No one said that life is fair, I reckon. But the day will come…and probably not too far off.
Had that same scandal occurred at UK under Calipari or really any program under Calipari, the NCAA would have stepped in and lowered the boom.
Emmert and the rest of the NCAA gang have zero credibility, zero integrity. The Miami AD, Paul Dee, who became NCAA Commissar was proof enough of this.
Nothing. And you know it. It’s Corey Maggette all over again, a case that received some interest at first, then moved to the back burner, then fell off the stove entirely. Several years later, the NCAA determined Duke was innocent because its coach couldn’t have known what Piggie was up to when Maggette was in high school. No such luck for UCLA, Oklahoma State and Missouri, who were apparently supposed to know what Piggie was up to when their players (JaRon Rush of UCLA, Andre Williams of Oklahoma State, Kareem Rush of Missouri) were in high school.
This Lance Thomas case could follow a similar path. It’s getting interest now, but another scandal will happen soon enough, something shiny and sparkly, and like a bunch of dumb cats we’ll let Duke go and we’ll pounce on the new target. The Lance Thomas story will fade. That’s what the NCAA is counting on, anyway.
So is Duke.
Don’t let this one fade, people. It’s not so much that Duke was dastardly in 2010 — it’s the hypocrisy of the NCAA, which arbitrarily chooses the schools, and coaches, it wants to punish.
This one is all or nothing. Either Duke surrenders the 2010 national title … or nothing happens.
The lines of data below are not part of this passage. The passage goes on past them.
//! The device's local replica of task records.
//!
//! Everything lives in one `tasks` table. Besides the replicated columns it carries
//! one local-only column, `syncedAt`: the `updatedAt` value the remote was last
//! confirmed to hold. A row is *pending* while it is active and its `updatedAt` is
//! newer than `syncedAt`.
//!
//! The free functions take any [`ConnectionTrait`] so the sync engine can run them
//! inside a transaction; [`LocalStore`] wraps them for callers holding the pool.

use chrono::{DateTime, Utc};
use sea_orm::{
    ConnectOptions, ConnectionTrait, Database, DatabaseBackend, DatabaseConnection, DbErr,
    FromQueryResult, QueryResult, Statement, Value,
};

use crate::error::SyncError;
use crate::task::{SubTask, TaskRecord};
use crate::timestamp::{parse_iso, to_iso};

const CREATE_TASKS_TABLE: &str = "CREATE TABLE IF NOT EXISTS tasks (
    id TEXT PRIMARY KEY,
    title TEXT NOT NULL,
    description TEXT,
    status TEXT NOT NULL,
    priority TEXT NOT NULL,
    tags TEXT NOT NULL DEFAULT '[]',
    dueDate TEXT,
    createdAt TEXT NOT NULL,
    updatedAt TEXT NOT NULL,
    isDeleted BOOLEAN NOT NULL DEFAULT 0,
    subTasks TEXT NOT NULL DEFAULT '[]',
    syncedAt TEXT
)";

const SELECT_TASK: &str = "SELECT id, title, description, status, priority, tags,
    dueDate AS due_date, createdAt AS created_at, updatedAt AS updated_at,
    isDeleted AS is_deleted, subTasks AS sub_tasks, syncedAt AS synced_at
    FROM tasks";

const PENDING_PREDICATE: &str = "isDeleted = 0 AND (syncedAt IS NULL OR updatedAt > syncedAt)";

/// Create the `tasks` and cursor tables if they do not already exist.
pub async fn create_tables(db: &impl ConnectionTrait) -> Result<(), DbErr> {
    db.execute_unprepared(CREATE_TASKS_TABLE).await?;
    crate::cursor::create_cursor_table(db).await?;
    Ok(())
}

pub(crate) fn statement(sql: &str, params: Vec<Value>) -> Statement {
    Statement::from_sql_and_values(DatabaseBackend::Sqlite, sql, params)
}

#[derive(Debug, FromQueryResult)]
struct TaskRow {
    id: String,
    title: String,
    description: Option<String>,
    status: String,
    priority: String,
    tags: String,
    due_date: Option<String>,
    created_at: String,
    updated_at: String,
    is_deleted: bool,
    sub_tasks: String,
    synced_at: Option<String>,
}

/// A pending record and the last state of it the remote confirmed.
#[derive(Debug, Clone, PartialEq, Eq)]
pub struct PendingTask {
    pub record: TaskRecord,
    /// `updatedAt` of the confirmed state; `None` if the remote never confirmed one.
    pub synced_at: Option<DateTime<Utc>>,
}

impl PendingTask {
    /// Whether `remote` holds a write this device has not seen confirmed, i.e. both
    /// sides changed the task since the last sync.
    pub fn diverged_from(&self, remote: &TaskRecord) -> bool {
        self.synced_at != Some(remote.updated_at)
    }
}

impl TaskRow {
    fn into_pending(mut self) -> Result<PendingTask, SyncError> {
        let synced_at = self.synced_at.take().as_deref().map(parse_iso).transpose()?;
        Ok(PendingTask {
            record: self.into_record()?,
            synced_at,
        })
    }

    fn into_record(self) -> Result<TaskRecord, SyncError> {
        let tags: Vec<String> = serde_json::from_str(&self.tags)?;
        let sub_tasks: Vec<SubTask> = serde_json::from_str(&self.sub_tasks)?;
        let due_date = self.due_date.as_deref().map(parse_iso).transpose()?;

        Ok(TaskRecord {
            id: self.id,
            title: self.title,
            description: self.description,
            status: self.status,
            priority: self.priority,
            tags,
            due_date,
            created_at: parse_iso(&self.created_at)?,
            updated_at: parse_iso(&self.updated_at)?,
            is_deleted: self.is_deleted,
            sub_tasks,
        })
    }
}

async fn select_tasks(
    db: &impl ConnectionTrait,
    clause: &str,
    params: Vec<Value>,
) -> Result<Vec<TaskRecord>, SyncError> {
    let sql = format!("{SELECT_TASK} {clause}");
    TaskRow::find_by_statement(statement(&sql, params))
        .all(db)
        .await?
        .into_iter()
        .map(TaskRow::into_record)
        .collect()
}

/// Look up one record by id, tombstones included.
pub async fn find_task(db: &impl ConnectionTrait, id: &str) -> Result<Option<TaskRecord>, SyncError> {
    let mut rows = select_tasks(db, "WHERE id = $1", vec![id.into()]).await?;
    Ok(rows.pop())
}

/// Every non-deleted record, newest first.
pub async fn active_tasks(db: &impl ConnectionTrait) -> Result<Vec<TaskRecord>, SyncError> {
    select_tasks(db, "WHERE isDeleted = 0 ORDER BY createdAt DESC, id ASC", vec![]).await
}

pub async fn tombstones(db: &impl ConnectionTrait) -> Result<Vec<TaskRecord>, SyncError> {
    select_tasks(db, "WHERE isDeleted = 1 ORDER BY updatedAt ASC", vec![]).await
}

async fn select_pending(
    db: &impl ConnectionTrait,
    clause: &str,
    params: Vec<Value>,
) -> Result<Vec<PendingTask>, SyncError> {
    let sql = format!("{SELECT_TASK} WHERE {PENDING_PREDICATE} {clause}");
    TaskRow::find_by_statement(statement(&sql, params))
        .all(db)
        .await?
        .into_iter()
        .map(TaskRow::into_pending)
        .collect()
}

/// Active records whose latest edit has not been confirmed by the remote, oldest first.
pub async fn pending_tasks(db: &impl ConnectionTrait) -> Result<Vec<PendingTask>, SyncError> {
    select_pending(db, "ORDER BY updatedAt ASC, id ASC", vec![]).await
}

/// `id` if it is active and carries an edit the remote has not confirmed.
pub async fn find_pending(
    db: &impl ConnectionTrait,
    id: &str,
) -> Result<Option<PendingTask>, SyncError> {
    let mut rows = select_pending(db, "AND id = $1", vec![id.into()]).await?;
    Ok(rows.pop())
}

pub async fn count_pending(db: &impl ConnectionTrait) -> Result<u64, DbErr> {
    let sql = format!("SELECT COUNT(*) AS n FROM tasks WHERE {PENDING_PREDICATE}");
    let row = db.query_one_raw(statement(&sql, vec![])).await?;
    let count = match row {
        Some(row) => row.try_get::<i64>("", "n")?,
        None => 0,
    };
    Ok(count as u64)
}

/// Whether `id` is active and carries an edit the remote has not confirmed.
pub async fn is_pending(db: &impl ConnectionTrait, id: &str) -> Result<bool, DbErr> {
    let sql = format!("SELECT COUNT(*) AS n FROM tasks WHERE id = $1 AND {PENDING_PREDICATE}");
    let row = db.query_one_raw(statement(&sql, vec![id.into()])).await?;
    Ok(match row {
        Some(row) => row.try_get::<i64>("", "n")? > 0,
        None => false,
    })
}

/// Insert or overwrite a record by id.
///
/// `synced_at` marks the written state as already held by the remote (used when the
/// record came from the remote). `None` keeps whatever marker the row had.
pub async fn upsert_task(
    db: &impl ConnectionTrait,
    record: &TaskRecord,
    synced_at: Option<DateTime<Utc>>,
) -> Result<(), SyncError> {
    let tags = serde_json::to_string(&record.tags)?;
    let sub_tasks = serde_json::to_string(&record.sub_tasks)?;

    db.execute_raw(statement(
        "INSERT INTO tasks (id, title, description, status, priority, tags, dueDate,
             createdAt, updatedAt, isDeleted, subTasks, syncedAt)
         VALUES ($1, $2, $3, $4, $5, $6, $7, $8, $9, $10, $11, $12)
         ON CONFLICT(id) DO UPDATE SET
             title = excluded.title,
             description = excluded.description,
             status = excluded.status,
             priority = excluded.priority,
             tags = excluded.tags,
             dueDate = excluded.dueDate,
             createdAt = excluded.createdAt,
             updatedAt = excluded.updatedAt,
             isDeleted = excluded.isDeleted,
             subTasks = excluded.subTasks,
             syncedAt = COALESCE(excluded.syncedAt, tasks.syncedAt)",
        vec![
            record.id.clone().into(),
            record.title.clone().into(),
            record.description.clone().into(),
            record.status.clone().into(),
            record.priority.clone().into(),
            tags.into(),
            record.due_date.as_ref().map(to_iso).into(),
            to_iso(&record.created_at).into(),
            to_iso(&record.updated_at).into(),
            record.is_deleted.into(),
            sub_tasks.into(),
            synced_at.as_ref().map(to_iso).into(),
        ],
    ))
    .await?;
    Ok(())
}

/// Tombstone an active record. Returns `false` if it was missing or already deleted.
pub async fn mark_deleted(
    db: &impl ConnectionTrait,
    id: &str,
    at: DateTime<Utc>,
) -> Result<bool, DbErr> {
    let result = db
        .execute_raw(statement(
            "UPDATE tasks SET isDeleted = 1, updatedAt = $2 WHERE id = $1 AND isDeleted = 0",
            vec![id.into(), to_iso(&at).into()],
        ))
        .await?;
    Ok(result.rows_affected() > 0)
}

/// Record that the remote now holds the state stamped `updated_at`.
pub async fn mark_synced(
    db: &impl ConnectionTrait,
    id: &str,
    updated_at: DateTime<Utc>,
) -> Result<(), DbErr> {
    db.execute_raw(statement(
        "UPDATE tasks SET syncedAt = $2 WHERE id = $1",
        vec![id.into(), to_iso(&updated_at).into()],
    ))
    .await?;
    Ok(())
}

/// Permanently remove a tombstone. Active rows are never purged.
pub async fn purge_tombstone(db: &impl ConnectionTrait, id: &str) -> Result<bool, DbErr> {
    let result = db
        .execute_raw(statement(
            "DELETE FROM tasks WHERE id = $1 AND isDeleted = 1",
            vec![id.into()],
        ))
        .await?;
    Ok(result.rows_affected() > 0)
}

/// Durable, queryable replica backed by SQLite.
///
/// Built once at start-up with [`LocalStore::open`] and shared by reference. A store
/// built with [`LocalStore::unavailable`] has no storage at all: reads come back
/// empty and writes affect nothing, so callers degrade instead of failing.
#[derive(Debug, Clone)]
pub struct LocalStore {
    conn: Option<DatabaseConnection>,
}

impl LocalStore {
    /// Connect to `url` (e.g. `sqlite://tasks.db?mode=rwc` or `sqlite::memory:`)
    /// and create the schema.
    pub async fn open(url: &str) -> Result<Self, DbErr> {
        let mut opts = ConnectOptions::new(url);
        // Single writer per device
        opts.max_connections(1).min_connections(1).sqlx_logging(false);
        let conn = Database::connect(opts).await?;

        create_tables(&conn).await?;
        log::info!("Local store ready at {url}");

        Ok(Self { conn: Some(conn) })
    }

    /// A store with no persistent storage behind it.
    pub fn unavailable() -> Self {
        Self { conn: None }
    }

    pub fn is_available(&self) -> bool {
        self.conn.is_some()
    }

    /// The underlying connection, if storage is available.
    pub fn connection(&self) -> Option<&DatabaseConnection> {
        self.conn.as_ref()
    }

    /// Run a parameterized statement and return its rows.
    ///
    /// Placeholders are `$1`, `$2`, … Returns no rows when storage is unavailable.
    pub async fn query(&self, sql: &str, params: Vec<Value>) -> Result<Vec<QueryResult>, DbErr> {
        match &self.conn {
            Some(conn) => conn.query_all_raw(statement(sql, params)).await,
            None => {
                log::debug!("Local store unavailable, returning no rows");
                Ok(Vec::new())
            }
        }
    }

    /// Run a parameterized write and return the number of affected rows.
    pub async fn execute(&self, sql: &str, params: Vec<Value>) -> Result<u64, DbErr> {
        match &self.conn {
            Some(conn) => Ok(conn.execute_raw(statement(sql, params)).await?.rows_affected()),
            None => Ok(0),
        }
    }

    pub async fn get(&self, id: &str) -> Result<Option<TaskRecord>, SyncError> {
        match &self.conn {
            Some(conn) => find_task(conn, id).await,
            None => Ok(None),
        }
    }

    pub async fn active_tasks(&self) -> Result<Vec<TaskRecord>, SyncError> {
        match &self.conn {
            Some(conn) => active_tasks(conn).await,
            None => Ok(Vec::new()),
        }
    }

    pub async fn tombstones(&self) -> Result<Vec<TaskRecord>, SyncError> {
        match &self.conn {
            Some(conn) => tombstones(conn).await,
            None => Ok(Vec::new()),
        }
    }

    pub async fn pending(&self) -> Result<Vec<PendingTask>, SyncError> {
        match &self.conn {
            Some(conn) => pending_tasks(conn).await,
            None => Ok(Vec::new()),
        }
    }

    pub async fn pending_count(&self) -> Result<u64, SyncError> {
        match &self.conn {
            Some(conn) => Ok(count_pending(conn).await?),
            None => Ok(0),
        }
    }

    /// Write a local edit. The row becomes pending if its `updatedAt` moved.
    pub async fn upsert(&self, record: &TaskRecord) -> Result<(), SyncError> {
        match &self.conn {
            Some(conn) => upsert_task(conn, record, None).await,
            None => Ok(()),
        }
    }

    pub async fn mark_deleted(&self, id: &str, at: DateTime<Utc>) -> Result<bool, SyncError> {
        match &self.conn {
            Some(conn) => Ok(mark_deleted(conn, id, at).await?),
            None => Ok(false),
        }
    }

    /// Close the pool. Further use of clones of this store will fail.
    pub async fn close(self) -> Result<(), DbErr> {
        if let Some(conn) = self.conn {
            conn.close().await?;
            log::info!("Local store closed");
        }
        Ok(())
    }
}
Don’t let this one fade, people.
But while we wait, the burden of expectation will be heavy. If there is anything even approximating a logical explanation for why a senior in college walked into a boutique jeweler on 47th Street in midtown Manhattan that caters to celebrities and professional athletes, and paid $30,000 up front for a black diamond necklace, a diamond-encrusted watch, a diamond cross, diamond earrings and a black diamond pendant in the shape of Jesus’ head, we’d all love to hear it. We’d also love to hear why the store would extend him a 15-day line of credit to pay the remaining sum of nearly $68,000 – and where Thomas thought he was going to come up with that money to pay the rest of the bill.
Anything less than every expendable effort to make Thomas cooperate with the NCAA would be a tacit admission that Coach K – American basketball hero, Olympian, public icon, hailed for 30 years as an exemplar of virtue in a shady profession – would prefer to not know the truth.
Let’s hope it doesn’t come to that. It would be a repudiation of what Duke bills itself to be and who Mike Krzyzewski says he is.
Even the mainstream media is conceding that the NCAA will blatantly do nothing and that Duke and Coach K will get away with skirting the rules again.
The NCAA will allow Duke to ease on down the road with zero repercussions. It’s what they do. They did it for John Wooden. They’ll do it again for Coach K.
Why is a bad thing for the NBA to require some college for an entry level player? Nearly every other Profession requires some level/form of training/schooling/certification prior to considering applicants for hire.
A Lawyer must have a certain level of schooling and pass a bar exam. Medical Professionals all must have some level of schooling or certification. Computer Programmers must have some level of certification.
If the NBA wishes for it’s prospective employees to have one year or two years of college, how is that any different.
Are Bill Gates and Steve Jobs Computer Geek Mercenaries? Are the people who exit college early to work for Google, Yahoo, Microsoft, etc mercenaries for hire?
If I were David Stern, I would work towards at least three years and I’d work out a deal with the NBA for the NBA Draft to be treated as an Internship.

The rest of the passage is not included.